* **Exercise**
Take the data below and filter it for lines containing the word "return"; show each line found.

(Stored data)
______
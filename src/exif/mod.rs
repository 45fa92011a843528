//! The public Exif operations.
//!
//! - [`read_metadata`] — decode the well-known fields of a JPEG into a
//!   [`MetadataRecord`]
//! - [`read_capture_date`] — shortcut for just the capture date
//! - [`copy_metadata`] — losslessly replace one JPEG's Exif tag set with
//!   another's
//!
//! The reader degrades gracefully (absent fields stay absent); the copier
//! is strict, because a structural problem in either file would otherwise
//! produce a silently wrong rewrite.

mod reader;
mod writer;

pub use reader::{MetadataRecord, read_capture_date, read_metadata};
pub use writer::copy_metadata;
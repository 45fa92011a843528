use std::fs;
use std::io::Write;
use std::path::Path;

use crate::error::{Error, Result};
use crate::jpeg;
use crate::tiff::{self, TiffOutputSet};

/// Copy (replace) the Exif metadata of one JPEG into another.
///
/// The source's complete IFD set — including sub-IFDs and an embedded
/// thumbnail — is re-serialized and spliced into the destination, whose
/// every byte outside the Exif APP1 segment is preserved verbatim: pixel
/// data is never re-encoded.
///
/// The rewritten image is built in a temp file next to the destination and
/// only renamed into place once fully written, so an interrupted or failed
/// copy leaves the destination untouched.
///
/// Errors: [`Error::Read`] / [`Error::NoExif`] for an unreadable or
/// Exif-less source, [`Error::Format`] for broken JPEG/TIFF structure on
/// either side, [`Error::Write`] when the destination cannot be rewritten.
///
/// # Example
///
/// ```rust,no_run
/// exif_copy::copy_metadata("original.jpg".as_ref(), "resized.jpg".as_ref())?;
/// # Ok::<(), exif_copy::Error>(())
/// ```
pub fn copy_metadata(source: &Path, dest: &Path) -> Result<()> {
    let src_data = fs::read(source).map_err(|e| Error::read(source, e))?;
    let Some(block) = jpeg::exif_tiff_bytes(&src_data)? else {
        return Err(Error::no_exif(source));
    };
    let output_set = TiffOutputSet::from(&tiff::decode(block)?);

    let dst_data = fs::read(dest).map_err(|e| Error::write(dest, e))?;
    let rewritten = jpeg::splice_exif(&dst_data, &output_set.encode()?)?;

    replace_file(dest, &rewritten)?;
    log::info!(
        "copied Exif metadata ({} bytes) from {} to {}",
        block.len(),
        source.display(),
        dest.display(),
    );
    Ok(())
}

/// Write `data` over `path` through a temp file in the same directory.
/// The rename is the only non-interruptible moment; everything before it
/// leaves the original file intact, and the temp file is deleted on every
/// early-exit path by its guard.
fn replace_file(path: &Path, data: &[u8]) -> Result<()> {
    let dir = path.parent().filter(|p| !p.as_os_str().is_empty());
    let mut tmp = tempfile::Builder::new()
        .prefix(".exif-copy.")
        .suffix(".tmp")
        .tempfile_in(dir.unwrap_or_else(|| Path::new(".")))
        .map_err(|e| Error::write(path, e))?;
    tmp.write_all(data).map_err(|e| Error::write(path, e))?;
    tmp.flush().map_err(|e| Error::write(path, e))?;
    tmp.persist(path).map_err(|e| Error::write(path, e.error))?;
    Ok(())
}
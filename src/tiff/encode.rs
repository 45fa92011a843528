//! Serialization of an IFD set into a fresh TIFF block.
//!
//! Insertion into a different JPEG shifts every absolute position, so all
//! offset-bearing fields are recomputed here: sub-IFD pointers, next-IFD
//! links, value-overflow offsets, and the relocated thumbnail range.

use crate::error::{Error, Result};

use super::decode::{Ifd, IfdEntry, TiffData};
use super::{
    Endian, TAG_EXIF_IFD, TAG_GPS_IFD, TAG_INTEROP_IFD, TAG_STRIP_BYTE_COUNTS,
    TAG_STRIP_OFFSETS, TAG_THUMBNAIL_LENGTH, TAG_THUMBNAIL_OFFSET, TIFF_HEADER_LEN,
    TIFF_MAGIC, TYPE_LONG,
};

/// A mutable set of IFDs destined for a rewrite, detached from any file.
///
/// Constructed by cloning a decoded chain; the source's byte order is kept
/// so raw value bytes can be carried through unconverted.
#[derive(Debug, Clone)]
pub struct TiffOutputSet {
    pub endian: Endian,
    pub chain: Vec<Ifd>,
    pub exif: Option<Ifd>,
    pub gps: Option<Ifd>,
    pub interop: Option<Ifd>,
    pub thumbnail: Option<Vec<u8>>,
}

impl From<&TiffData> for TiffOutputSet {
    fn from(tiff: &TiffData) -> Self {
        TiffOutputSet {
            endian: tiff.endian,
            chain: tiff.chain.clone(),
            exif: tiff.exif.clone(),
            gps: tiff.gps.clone(),
            interop: tiff.interop.clone(),
            thumbnail: tiff.thumbnail.clone(),
        }
    }
}

/// A directory with its assigned position in the output block.
struct DirPlan {
    entries: Vec<IfdEntry>,
    offset: u32,
    next: u32,
    /// Per entry: assigned overflow offset, 0 when the value is inline.
    value_offsets: Vec<u32>,
}

impl TiffOutputSet {
    /// Serialize to a TIFF block suitable for an `Exif\0\0` APP1 payload.
    pub fn encode(&self) -> Result<Vec<u8>> {
        if self.chain.is_empty() {
            return Err(Error::Format("output set has no IFD0"));
        }
        let endian = self.endian;
        let thumbnail = match (&self.thumbnail, self.chain.len() > 1) {
            (Some(bytes), true) => Some(bytes.as_slice()),
            _ => None,
        };

        // Directory entry lists in write order, pointer tags synthesized
        // fresh so stale offsets can never leak through.
        let mut dir_list: Vec<Vec<IfdEntry>> = Vec::new();
        let mut ifd0 = strip_offset_tags(&self.chain[0]);
        if self.exif.is_some() {
            ifd0.push(pointer_entry(TAG_EXIF_IFD));
        }
        if self.gps.is_some() {
            ifd0.push(pointer_entry(TAG_GPS_IFD));
        }
        ifd0.sort_by_key(|e| e.tag);
        dir_list.push(ifd0);

        let mut exif_idx = None;
        if let Some(exif) = &self.exif {
            let mut dir = strip_offset_tags(exif);
            if self.interop.is_some() {
                dir.push(pointer_entry(TAG_INTEROP_IFD));
            }
            dir.sort_by_key(|e| e.tag);
            exif_idx = Some(dir_list.len());
            dir_list.push(dir);
        }
        let mut interop_idx = None;
        if let Some(interop) = &self.interop {
            let mut dir = strip_offset_tags(interop);
            dir.sort_by_key(|e| e.tag);
            interop_idx = Some(dir_list.len());
            dir_list.push(dir);
        }
        let mut gps_idx = None;
        if let Some(gps) = &self.gps {
            let mut dir = strip_offset_tags(gps);
            dir.sort_by_key(|e| e.tag);
            gps_idx = Some(dir_list.len());
            dir_list.push(dir);
        }

        let tail_start = dir_list.len();
        for (i, ifd) in self.chain.iter().enumerate().skip(1) {
            let mut dir = strip_offset_tags(ifd);
            if i == 1 {
                if let Some(bytes) = thumbnail {
                    dir.push(pointer_entry(TAG_THUMBNAIL_OFFSET));
                    dir.push(IfdEntry {
                        tag: TAG_THUMBNAIL_LENGTH,
                        type_code: TYPE_LONG,
                        count: 1,
                        raw: endian.u32_bytes(bytes.len() as u32).to_vec(),
                    });
                }
            }
            dir.sort_by_key(|e| e.tag);
            dir_list.push(dir);
        }

        // Layout pass: assign directory and overflow-value positions.
        let mut cursor = TIFF_HEADER_LEN as u32;
        let mut plans: Vec<DirPlan> = Vec::with_capacity(dir_list.len());
        for entries in dir_list {
            let offset = cursor;
            cursor += 2 + entries.len() as u32 * 12 + 4;
            let mut value_offsets = vec![0u32; entries.len()];
            for (i, entry) in entries.iter().enumerate() {
                if entry.raw.len() > 4 {
                    cursor += cursor % 2; // keep values word-aligned
                    value_offsets[i] = cursor;
                    cursor += entry.raw.len() as u32;
                }
            }
            plans.push(DirPlan { entries, offset, next: 0, value_offsets });
        }
        let thumbnail_offset = thumbnail.map(|bytes| {
            cursor += cursor % 2;
            let offset = cursor;
            cursor += bytes.len() as u32;
            offset
        });

        // Link the main chain; sub-IFDs terminate their own chains.
        plans[0].next = plans.get(tail_start).map(|p| p.offset).unwrap_or(0);
        for i in tail_start..plans.len().saturating_sub(1) {
            let next = plans[i + 1].offset;
            plans[i].next = next;
        }

        // Write pass.
        let mut out = Vec::with_capacity(cursor as usize);
        out.extend_from_slice(&endian.marker());
        out.extend_from_slice(&endian.u16_bytes(TIFF_MAGIC));
        out.extend_from_slice(&endian.u32_bytes(plans[0].offset));
        for plan in &plans {
            debug_assert_eq!(out.len() as u32, plan.offset);
            out.extend_from_slice(&endian.u16_bytes(plan.entries.len() as u16));
            for (i, entry) in plan.entries.iter().enumerate() {
                out.extend_from_slice(&endian.u16_bytes(entry.tag));
                out.extend_from_slice(&endian.u16_bytes(entry.type_code));
                out.extend_from_slice(&endian.u32_bytes(entry.count));
                let relocated = match entry.tag {
                    TAG_EXIF_IFD => exif_idx.map(|idx| plans[idx].offset),
                    TAG_GPS_IFD => gps_idx.map(|idx| plans[idx].offset),
                    TAG_INTEROP_IFD => interop_idx.map(|idx| plans[idx].offset),
                    TAG_THUMBNAIL_OFFSET => thumbnail_offset,
                    _ => None,
                };
                if let Some(target) = relocated {
                    out.extend_from_slice(&endian.u32_bytes(target));
                } else if entry.raw.len() <= 4 {
                    let mut field = [0u8; 4];
                    field[..entry.raw.len()].copy_from_slice(&entry.raw);
                    out.extend_from_slice(&field);
                } else {
                    out.extend_from_slice(&endian.u32_bytes(plan.value_offsets[i]));
                }
            }
            out.extend_from_slice(&endian.u32_bytes(plan.next));
            for (i, entry) in plan.entries.iter().enumerate() {
                if entry.raw.len() > 4 {
                    while (out.len() as u32) < plan.value_offsets[i] {
                        out.push(0);
                    }
                    out.extend_from_slice(&entry.raw);
                }
            }
        }
        if let (Some(bytes), Some(offset)) = (thumbnail, thumbnail_offset) {
            while (out.len() as u32) < offset {
                out.push(0);
            }
            out.extend_from_slice(bytes);
        }
        Ok(out)
    }
}

/// Clone an IFD's entries minus every offset-bearing tag. Sub-IFD and
/// thumbnail pointers are synthesized again at encode time; strip tables
/// of uncompressed thumbnails cannot be relocated without their pixel
/// strips and are dropped instead of left dangling.
fn strip_offset_tags(ifd: &Ifd) -> Vec<IfdEntry> {
    ifd.entries
        .iter()
        .filter(|e| {
            !matches!(
                e.tag,
                TAG_EXIF_IFD
                    | TAG_GPS_IFD
                    | TAG_INTEROP_IFD
                    | TAG_THUMBNAIL_OFFSET
                    | TAG_THUMBNAIL_LENGTH
                    | TAG_STRIP_OFFSETS
                    | TAG_STRIP_BYTE_COUNTS
            )
        })
        .cloned()
        .collect()
}

fn pointer_entry(tag: u16) -> IfdEntry {
    IfdEntry { tag, type_code: TYPE_LONG, count: 1, raw: vec![0; 4] }
}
______
* **Solution for this exercise**
        return Err(Error::no_exif(source));
            return Err(Error::Format("output set has no IFD0"));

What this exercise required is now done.